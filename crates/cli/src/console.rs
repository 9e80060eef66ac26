//! Line-based console prompting over any reader/writer pair.
//!
//! `None` from a prompt means the input reached end-of-file.

use std::io::{self, BufRead, Write};
use std::str::FromStr;

use stockroom_inventory::ItemDraft;

pub struct Console<R, W> {
    input: R,
    output: W,
}

impl<R: BufRead, W: Write> Console<R, W> {
    pub fn new(input: R, output: W) -> Self {
        Self { input, output }
    }

    pub fn into_parts(self) -> (R, W) {
        (self.input, self.output)
    }

    /// Write `text` and flush, without a trailing newline.
    pub fn write(&mut self, text: &str) -> io::Result<()> {
        self.output.write_all(text.as_bytes())?;
        self.output.flush()
    }

    pub fn writeln(&mut self, text: &str) -> io::Result<()> {
        self.output.write_all(text.as_bytes())?;
        self.output.write_all(b"\n")?;
        self.output.flush()
    }

    /// Read one line with its line terminator removed.
    ///
    /// Bytes that are not valid UTF-8 become U+FFFD, so garbage input reaches
    /// the parsers as an unparsable line instead of an IO error.
    pub fn read_line(&mut self) -> io::Result<Option<String>> {
        let mut raw = Vec::new();
        if self.input.read_until(b'\n', &mut raw)? == 0 {
            return Ok(None);
        }
        let line = String::from_utf8_lossy(&raw);
        Ok(Some(line.trim_end_matches(['\n', '\r']).to_string()))
    }

    /// Show `label` and read the answer, trimmed of surrounding whitespace.
    pub fn prompt(&mut self, label: &str) -> io::Result<Option<String>> {
        self.write(label)?;
        Ok(self.read_line()?.map(|line| line.trim().to_string()))
    }

    /// Show `label` until the answer parses as `T`.
    pub fn prompt_number<T: FromStr>(&mut self, label: &str) -> io::Result<Option<T>> {
        loop {
            let Some(answer) = self.prompt(label)? else {
                return Ok(None);
            };
            match answer.parse::<T>() {
                Ok(value) => return Ok(Some(value)),
                Err(_) => {
                    tracing::debug!(input = %answer, "rejected non-numeric input");
                    self.writeln("Please enter a valid number.")?;
                }
            }
        }
    }

    /// Ask for the fields of a new item.
    pub fn read_new_item(&mut self) -> io::Result<Option<ItemDraft>> {
        self.read_draft("\nEnter item name: ", "Enter quantity: ", "Enter price: ")
    }

    /// Ask for the replacement fields of an existing item.
    pub fn read_item_edit(&mut self) -> io::Result<Option<ItemDraft>> {
        self.read_draft(
            "\nEnter new item name: ",
            "Enter new quantity: ",
            "Enter new price: ",
        )
    }

    fn read_draft(
        &mut self,
        name_label: &str,
        quantity_label: &str,
        price_label: &str,
    ) -> io::Result<Option<ItemDraft>> {
        let Some(name) = self.prompt(name_label)? else {
            return Ok(None);
        };
        let Some(quantity) = self.prompt_number::<u32>(quantity_label)? else {
            return Ok(None);
        };
        let Some(price) = self.prompt_number::<f64>(price_label)? else {
            return Ok(None);
        };
        Ok(Some(ItemDraft {
            name,
            quantity,
            price,
        }))
    }
}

**About this exercise:**
For each record above, output it exactly as written.

**Exercise output:**
filename crates/cli/src/console.rs
repository 9e80060eef66ac26
//! Line-based console prompting over any reader/writer pair.
//!
//! `None` from a prompt means the input reached end-of-file.

use std::io::{self, BufRead, Write};
use std::str::FromStr;

use stockroom_inventory::ItemDraft;

pub struct Console<R, W> {
    input: R,
    output: W,
}

impl<R: BufRead, W: Write> Console<R, W> {
    pub fn new(input: R, output: W) -> Self {
        Self { input, output }
    }

    pub fn into_parts(self) -> (R, W) {
        (self.input, self.output)
    }

    /// Write `text` and flush, without a trailing newline.
    pub fn write(&mut self, text: &str) -> io::Result<()> {
        self.output.write_all(text.as_bytes())?;
        self.output.flush()
    }

    pub fn writeln(&mut self, text: &str) -> io::Result<()> {
        self.output.write_all(text.as_bytes())?;
        self.output.write_all(b"\n")?;
        self.output.flush()
    }

    /// Read one line with its line terminator removed.
    ///
    /// Bytes that are not valid UTF-8 become U+FFFD, so garbage input reaches
    /// the parsers as an unparsable line instead of an IO error.
    pub fn read_line(&mut self) -> io::Result<Option<String>> {
        let mut raw = Vec::new();
        if self.input.read_until(b'\n', &mut raw)? == 0 {
            return Ok(None);
        }
        let line = String::from_utf8_lossy(&raw);
        Ok(Some(line.trim_end_matches(['\n', '\r']).to_string()))
    }

    /// Show `label` and read the answer, trimmed of surrounding whitespace.
    pub fn prompt(&mut self, label: &str) -> io::Result<Option<String>> {
        self.write(label)?;
        Ok(self.read_line()?.map(|line| line.trim().to_string()))
    }

    /// Show `label` until the answer parses as `T`.
    pub fn prompt_number<T: FromStr>(&mut self, label: &str) -> io::Result<Option<T>> {
        loop {
            let Some(answer) = self.prompt(label)? else {
                return Ok(None);
            };
            match answer.parse::<T>() {
                Ok(value) => return Ok(Some(value)),
                Err(_) => {
                    tracing::debug!(input = %answer, "rejected non-numeric input");
                    self.writeln("Please enter a valid number.")?;
                }
            }
        }
    }

    /// Ask for the fields of a new item.
    pub fn read_new_item(&mut self) -> io::Result<Option<ItemDraft>> {
        self.read_draft("\nEnter item name: ", "Enter quantity: ", "Enter price: ")
    }

    /// Ask for the replacement fields of an existing item.
    pub fn read_item_edit(&mut self) -> io::Result<Option<ItemDraft>> {
        self.read_draft(
            "\nEnter new item name: ",
            "Enter new quantity: ",
            "Enter new price: ",
        )
    }

    fn read_draft(
        &mut self,
        name_label: &str,
        quantity_label: &str,
        price_label: &str,
    ) -> io::Result<Option<ItemDraft>> {
        let Some(name) = self.prompt(name_label)? else {
            return Ok(None);
        };
        let Some(quantity) = self.prompt_number::<u32>(quantity_label)? else {
            return Ok(None);
        };
        let Some(price) = self.prompt_number::<f64>(price_label)? else {
            return Ok(None);
        };
        Ok(Some(ItemDraft {
            name,
            quantity,
            price,
        }))
    }
}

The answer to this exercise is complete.